[Action item] Give back each line of the data exactly.
---------- Records
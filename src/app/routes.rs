// ==========================================
// 轮胎库存上报系统 - HTTP 路由
// ==========================================
// 响应格式: { success, message, data }
// 状态码: 密码错误 401 / 结果不存在 404 / 输入或校验失败 400
// ==========================================

use crate::api::{ApiError, DownloadArtifact};
use crate::app::state::AppState;
use axum::extract::{DefaultBodyLimit, Multipart, Query, State};
use axum::http::{header, StatusCode};
use axum::response::{Html, IntoResponse, Response};
use axum::routing::{get, post};
use axum::{Json, Router};
use serde::{Deserialize, Serialize};

/// 上传文件大小上限
const MAX_UPLOAD_BYTES: usize = 32 * 1024 * 1024;

const INDEX_HTML: &str = include_str!("../../static/index.html");

// ==========================================
// 请求/响应结构
// ==========================================

/// 统一响应包
#[derive(Debug, Serialize, Deserialize)]
pub struct Envelope<T> {
    pub success: bool,
    pub message: String,
    #[serde(skip_serializing_if = "Option::is_none")]
    pub data: Option<T>,
}

impl<T: Serialize> Envelope<T> {
    fn ok(message: &str, data: T) -> Json<Self> {
        Json(Self {
            success: true,
            message: message.to_string(),
            data: Some(data),
        })
    }
}

#[derive(Debug, Deserialize)]
pub struct PasswordRequest {
    pub password: String,
}

#[derive(Debug, Deserialize)]
pub struct FileRequest {
    pub password: String,
    pub filename: String,
}

#[derive(Debug, Deserialize)]
pub struct DownloadQuery {
    pub password: String,
    pub file: String,
}

#[derive(Debug, Serialize)]
pub struct UploadResponse {
    pub filename: String,
}

// ==========================================
// 错误映射
// ==========================================

/// ApiError → HTTP 响应
pub struct HttpError(ApiError);

impl From<ApiError> for HttpError {
    fn from(err: ApiError) -> Self {
        Self(err)
    }
}

fn status_for(err: &ApiError) -> StatusCode {
    match err {
        ApiError::Unauthorized => StatusCode::UNAUTHORIZED,
        ApiError::NotFound(_) => StatusCode::NOT_FOUND,
        ApiError::InvalidInput(_) | ApiError::ValidationError(_) | ApiError::ImportError(_) => {
            StatusCode::BAD_REQUEST
        }
        ApiError::UploadError(_) => StatusCode::BAD_GATEWAY,
        ApiError::VendorNotConfigured
        | ApiError::ExportError(_)
        | ApiError::StorageError(_)
        | ApiError::Other(_) => StatusCode::INTERNAL_SERVER_ERROR,
    }
}

impl IntoResponse for HttpError {
    fn into_response(self) -> Response {
        let status = status_for(&self.0);
        if status.is_server_error() {
            tracing::error!(error = %self.0, "请求失败");
        } else {
            tracing::warn!(error = %self.0, status = status.as_u16(), "请求被拒绝");
        }

        let body = Envelope::<()> {
            success: false,
            message: self.0.to_string(),
            data: None,
        };
        (status, Json(body)).into_response()
    }
}

type HttpResult<T> = Result<T, HttpError>;

fn attachment(artifact: DownloadArtifact) -> Response {
    let disposition = format!("attachment; filename=\"{}\"", artifact.filename);
    (
        [
            (header::CONTENT_TYPE, artifact.content_type.to_string()),
            (header::CONTENT_DISPOSITION, disposition),
        ],
        artifact.bytes,
    )
        .into_response()
}

// ==========================================
// Handlers
// ==========================================

/// GET /
async fn index() -> Html<&'static str> {
    Html(INDEX_HTML)
}

/// POST /api/check-password
async fn check_password(
    State(state): State<AppState>,
    Json(req): Json<PasswordRequest>,
) -> HttpResult<Json<Envelope<()>>> {
    state.stock_api.check_password(&req.password)?;
    Ok(Json(Envelope {
        success: true,
        message: "密码正确".to_string(),
        data: None,
    }))
}

/// POST /api/upload (multipart: password, file)
async fn upload(
    State(state): State<AppState>,
    mut multipart: Multipart,
) -> HttpResult<Json<Envelope<UploadResponse>>> {
    let mut password = String::new();
    let mut file: Option<(String, Vec<u8>)> = None;

    while let Some(field) = multipart
        .next_field()
        .await
        .map_err(|e| ApiError::InvalidInput(format!("表单读取失败: {}", e)))?
    {
        let name = field.name().unwrap_or_default().to_string();
        match name.as_str() {
            "password" => {
                password = field
                    .text()
                    .await
                    .map_err(|e| ApiError::InvalidInput(format!("密码字段读取失败: {}", e)))?;
            }
            "file" => {
                let original = field.file_name().unwrap_or_default().to_string();
                let bytes = field
                    .bytes()
                    .await
                    .map_err(|e| ApiError::InvalidInput(format!("文件读取失败: {}", e)))?;
                file = Some((original, bytes.to_vec()));
            }
            _ => {}
        }
    }

    state.stock_api.check_password(&password)?;
    let (original, bytes) =
        file.ok_or_else(|| ApiError::InvalidInput("缺少文件字段 file".to_string()))?;

    let filename = state.stock_api.save_upload(&password, &original, &bytes)?;
    Ok(Envelope::ok("文件已上传", UploadResponse { filename }))
}

/// POST /api/process
async fn process(
    State(state): State<AppState>,
    Json(req): Json<FileRequest>,
) -> HttpResult<Response> {
    // 解析为同步文件 I/O，放到阻塞线程池
    let api = state.stock_api.clone();
    let outcome = tokio::task::spawn_blocking(move || api.process(&req.password, &req.filename))
        .await
        .map_err(|e| ApiError::Other(anyhow::anyhow!("解析任务异常终止: {}", e)))??;

    Ok(Envelope::ok("文件已处理", outcome).into_response())
}

/// GET /api/download-pirelli?password&file
async fn download_pirelli(
    State(state): State<AppState>,
    Query(query): Query<DownloadQuery>,
) -> HttpResult<Response> {
    let artifact = state.stock_api.vendor_csv(&query.password, &query.file)?;
    Ok(attachment(artifact))
}

/// POST /api/send-pirelli
async fn send_pirelli(
    State(state): State<AppState>,
    Json(req): Json<FileRequest>,
) -> HttpResult<Response> {
    let response = state
        .stock_api
        .send_to_vendor(&req.password, &req.filename)
        .await?;

    // 供应商的业务结果原样透传（HTTP 200）
    let body = Envelope {
        success: response.status,
        message: response.message.clone(),
        data: Some(response),
    };
    Ok(Json(body).into_response())
}

/// GET /api/download-ikon?password&file
async fn download_ikon(
    State(state): State<AppState>,
    Query(query): Query<DownloadQuery>,
) -> HttpResult<Response> {
    let artifact = state.stock_api.group_report(&query.password, &query.file)?;
    Ok(attachment(artifact))
}

/// POST /api/clear
async fn clear(
    State(state): State<AppState>,
    Json(req): Json<PasswordRequest>,
) -> HttpResult<Response> {
    let summary = state.stock_api.clear(&req.password)?;
    Ok(Envelope::ok("已清理", summary).into_response())
}

// ==========================================
// Router
// ==========================================

pub fn router(state: AppState) -> Router {
    Router::new()
        .route("/", get(index))
        .route("/api/check-password", post(check_password))
        .route("/api/upload", post(upload))
        .route("/api/process", post(process))
        .route("/api/download-pirelli", get(download_pirelli))
        .route("/api/send-pirelli", post(send_pirelli))
        .route("/api/download-ikon", get(download_ikon))
        .route("/api/clear", post(clear))
        .layer(DefaultBodyLimit::max(MAX_UPLOAD_BYTES))
        .with_state(state)
}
--------------------
[Response area]
filename src/app/routes.rs
// ==========================================
// 轮胎库存上报系统 - HTTP 路由
// ==========================================
// 响应格式: { success, message, data }
// 状态码: 密码错误 401 / 结果不存在 404 / 输入或校验失败 400
// ==========================================

use crate::api::{ApiError, DownloadArtifact};
use crate::app::state::AppState;
use axum::extract::{DefaultBodyLimit, Multipart, Query, State};
use axum::http::{header, StatusCode};
use axum::response::{Html, IntoResponse, Response};
use axum::routing::{get, post};
use axum::{Json, Router};
use serde::{Deserialize, Serialize};

/// 上传文件大小上限
const MAX_UPLOAD_BYTES: usize = 32 * 1024 * 1024;

const INDEX_HTML: &str = include_str!("../../static/index.html");

// ==========================================
// 请求/响应结构
// ==========================================

/// 统一响应包
#[derive(Debug, Serialize, Deserialize)]
pub struct Envelope<T> {
    pub success: bool,
    pub message: String,
    #[serde(skip_serializing_if = "Option::is_none")]
    pub data: Option<T>,
}

impl<T: Serialize> Envelope<T> {
    fn ok(message: &str, data: T) -> Json<Self> {
        Json(Self {
            success: true,
            message: message.to_string(),
            data: Some(data),
        })
    }
}

#[derive(Debug, Deserialize)]
pub struct PasswordRequest {
    pub password: String,
}

#[derive(Debug, Deserialize)]
pub struct FileRequest {
    pub password: String,
    pub filename: String,
}

#[derive(Debug, Deserialize)]
pub struct DownloadQuery {
    pub password: String,
    pub file: String,
}

#[derive(Debug, Serialize)]
pub struct UploadResponse {
    pub filename: String,
}

// ==========================================
// 错误映射
// ==========================================

/// ApiError → HTTP 响应
pub struct HttpError(ApiError);

impl From<ApiError> for HttpError {
    fn from(err: ApiError) -> Self {
        Self(err)
    }
}

fn status_for(err: &ApiError) -> StatusCode {
    match err {
        ApiError::Unauthorized => StatusCode::UNAUTHORIZED,
        ApiError::NotFound(_) => StatusCode::NOT_FOUND,
        ApiError::InvalidInput(_) | ApiError::ValidationError(_) | ApiError::ImportError(_) => {
            StatusCode::BAD_REQUEST
        }
        ApiError::UploadError(_) => StatusCode::BAD_GATEWAY,
        ApiError::VendorNotConfigured
        | ApiError::ExportError(_)
        | ApiError::StorageError(_)
        | ApiError::Other(_) => StatusCode::INTERNAL_SERVER_ERROR,
    }
}

impl IntoResponse for HttpError {
    fn into_response(self) -> Response {
        let status = status_for(&self.0);
        if status.is_server_error() {
            tracing::error!(error = %self.0, "请求失败");
        } else {
            tracing::warn!(error = %self.0, status = status.as_u16(), "请求被拒绝");
        }

        let body = Envelope::<()> {
            success: false,
            message: self.0.to_string(),
            data: None,
        };
        (status, Json(body)).into_response()
    }
}

type HttpResult<T> = Result<T, HttpError>;

fn attachment(artifact: DownloadArtifact) -> Response {
    let disposition = format!("attachment; filename=\"{}\"", artifact.filename);
    (
        [
            (header::CONTENT_TYPE, artifact.content_type.to_string()),
            (header::CONTENT_DISPOSITION, disposition),
        ],
        artifact.bytes,
    )
        .into_response()
}

// ==========================================
// Handlers
// ==========================================

/// GET /
async fn index() -> Html<&'static str> {
    Html(INDEX_HTML)
}

/// POST /api/check-password
async fn check_password(
    State(state): State<AppState>,
    Json(req): Json<PasswordRequest>,
) -> HttpResult<Json<Envelope<()>>> {
    state.stock_api.check_password(&req.password)?;
    Ok(Json(Envelope {
        success: true,
        message: "密码正确".to_string(),
        data: None,
    }))
}

/// POST /api/upload (multipart: password, file)
async fn upload(
    State(state): State<AppState>,
    mut multipart: Multipart,
) -> HttpResult<Json<Envelope<UploadResponse>>> {
    let mut password = String::new();
    let mut file: Option<(String, Vec<u8>)> = None;

    while let Some(field) = multipart
        .next_field()
        .await
        .map_err(|e| ApiError::InvalidInput(format!("表单读取失败: {}", e)))?
    {
        let name = field.name().unwrap_or_default().to_string();
        match name.as_str() {
            "password" => {
                password = field
                    .text()
                    .await
                    .map_err(|e| ApiError::InvalidInput(format!("密码字段读取失败: {}", e)))?;
            }
            "file" => {
                let original = field.file_name().unwrap_or_default().to_string();
                let bytes = field
                    .bytes()
                    .await
                    .map_err(|e| ApiError::InvalidInput(format!("文件读取失败: {}", e)))?;
                file = Some((original, bytes.to_vec()));
            }
            _ => {}
        }
    }

    state.stock_api.check_password(&password)?;
    let (original, bytes) =
        file.ok_or_else(|| ApiError::InvalidInput("缺少文件字段 file".to_string()))?;

    let filename = state.stock_api.save_upload(&password, &original, &bytes)?;
    Ok(Envelope::ok("文件已上传", UploadResponse { filename }))
}

/// POST /api/process
async fn process(
    State(state): State<AppState>,
    Json(req): Json<FileRequest>,
) -> HttpResult<Response> {
    // 解析为同步文件 I/O，放到阻塞线程池
    let api = state.stock_api.clone();
    let outcome = tokio::task::spawn_blocking(move || api.process(&req.password, &req.filename))
        .await
        .map_err(|e| ApiError::Other(anyhow::anyhow!("解析任务异常终止: {}", e)))??;

    Ok(Envelope::ok("文件已处理", outcome).into_response())
}

/// GET /api/download-pirelli?password&file
async fn download_pirelli(
    State(state): State<AppState>,
    Query(query): Query<DownloadQuery>,
) -> HttpResult<Response> {
    let artifact = state.stock_api.vendor_csv(&query.password, &query.file)?;
    Ok(attachment(artifact))
}

/// POST /api/send-pirelli
async fn send_pirelli(
    State(state): State<AppState>,
    Json(req): Json<FileRequest>,
) -> HttpResult<Response> {
    let response = state
        .stock_api
        .send_to_vendor(&req.password, &req.filename)
        .await?;

    // 供应商的业务结果原样透传（HTTP 200）
    let body = Envelope {
        success: response.status,
        message: response.message.clone(),
        data: Some(response),
    };
    Ok(Json(body).into_response())
}

/// GET /api/download-ikon?password&file
async fn download_ikon(
    State(state): State<AppState>,
    Query(query): Query<DownloadQuery>,
) -> HttpResult<Response> {
    let artifact = state.stock_api.group_report(&query.password, &query.file)?;
    Ok(attachment(artifact))
}

/// POST /api/clear
async fn clear(
    State(state): State<AppState>,
    Json(req): Json<PasswordRequest>,
) -> HttpResult<Response> {
    let summary = state.stock_api.clear(&req.password)?;
    Ok(Envelope::ok("已清理", summary).into_response())
}

// ==========================================
// Router
// ==========================================

pub fn router(state: AppState) -> Router {
    Router::new()
        .route("/", get(index))
        .route("/api/check-password", post(check_password))
        .route("/api/upload", post(upload))
        .route("/api/process", post(process))
        .route("/api/download-pirelli", get(download_pirelli))
        .route("/api/send-pirelli", post(send_pirelli))
        .route("/api/download-ikon", get(download_ikon))
        .route("/api/clear", post(clear))
        .layer(DefaultBodyLimit::max(MAX_UPLOAD_BYTES))
        .with_state(state)
}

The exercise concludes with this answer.